Papers by Keyword: Dental Pulp Stem Cells

Abstract: One of the main reasons for limiting the widespread clinical use of mesenchymal stem cells (MSCs) is a low speed of their proliferation in vitro. In this regard, the search for new safe and effective growth stimulants is an urgent task. In this study, we investigated the effect of nanocrystalline cerium oxide doped with gadolinium (Ce_1-х Gd_х O_y), on the morphofunctional characteristics and proliferative activity of MSCs derived from dental pulp. It was shown that the introduction of Ce_1-х Gd_х O_y nanoparticles into the culture of dental MSCs provides the activation of proliferation of the cells in a dose-dependent manner. High concentrations of Ce_1-х Gd_х O_y nanoparticles inhibit the proliferation of the cells; however, this does not lead to further development of apoptosis and cell death. The obtained results indicate that the nanocrystalline cerium oxide can be considered as a basis for the development of highly efficient and low-cost supplements for culturing MSCs.

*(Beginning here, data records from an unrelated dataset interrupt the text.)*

//! Conflict grouping.
//!
//! Partitions an ingest snapshot into per-file work units. Pure and
//! deterministic: groups by path, orders each group's edits by
//! `(submitted_at, agent_id)` so clock skew between agents is bounded by a
//! stable lexical tie-break.

use std::collections::BTreeMap;

use serde::Serialize;

use crate::edit::EditStreamEntry;
use crate::error::{Error, Result};

/// The unit of work handed to merge logic: one file, its last known common
/// base, and every edit proposed against it in deterministic order.
///
/// Materialized fresh per merge run from a snapshot; never persisted.
#[derive(Debug, Clone, Serialize)]
pub struct FileConflictContext {
    pub file_path: String,

    /// Last known common base text; empty for files being created.
    pub original_content: String,

    /// Ordered by `(submitted_at, agent_id)`.
    pub edits: Vec<EditStreamEntry>,
}

impl FileConflictContext {
    /// A context with exactly one edit is never a true conflict.
    pub fn is_single_edit(&self) -> bool {
        self.edits.len() == 1
    }

    /// Candidate conflict: the file was touched by more than one agent.
    pub fn touched_by_multiple_agents(&self) -> bool {
        self.edits
            .iter()
            .any(|edit| edit.agent_id != self.edits[0].agent_id)
    }

    /// Defensive invariant check; a zero-edit context is a grouper bug,
    /// never user input.
    pub fn ensure_non_empty(&self) -> Result<()> {
        if self.edits.is_empty() {
            return Err(Error::EmptyEditSet(self.file_path.clone()));
        }
        Ok(())
    }
}

/// Group a snapshot of entries into per-file contexts.
///
/// `bases` maps file path to the last known common base content; a missing
/// entry means the file does not exist yet (correct for creations).
pub fn group_entries(
    entries: Vec<EditStreamEntry>,
    bases: &BTreeMap<String, String>,
) -> BTreeMap<String, FileConflictContext> {
    let mut grouped: BTreeMap<String, Vec<EditStreamEntry>> = BTreeMap::new();
    for entry in entries {
        grouped.entry(entry.file_path.clone()).or_default().push(entry);
    }

    grouped
        .into_iter()
        .map(|(file_path, mut edits)| {
            edits.sort_by(|a, b| {
                a.submitted_at
                    .cmp(&b.submitted_at)
                    .then_with(|| a.agent_id.cmp(&b.agent_id))
            });
            let original_content = bases.get(&file_path).cloned().unwrap_or_default();
            let context = FileConflictContext {
                file_path: file_path.clone(),
                original_content,
                edits,
            };
            (file_path, context)
        })
        .collect()
}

Abstract: Dental pulp cell research might open a promising application in tooth tissue regeneration. The aim of this study is to establish a protocol for in vitro culture the human dental pulp stem cells to apply in tissue engineering. Human premolar and impacted third molars were collected and disinfected. Dental pulp fragments were cultured with Dulbecco's Modified Eagle Medium: Nutrient Mixture F-12 (DMEM/F12) medium supplemented with 10% Fetal Bovine Serum (FBS). Dental pulp stem cells (DPSCs) were identified using proliferation assay, RT-PCR and flow cytometry. Growth of DPSCs on dentin surface was assessed by MTT assay. The study showed that we successfully isolated, cultured and characterized dental pulp cells by outgrowth method. Cultured population of cells expressed in high level of Oct4, CD146, CD90, CD44. DPSCs proliferated on chemically and mechanically treated dentin surface. This research provides important information and a basis for further investigations to establish dental tissue engineering protocols.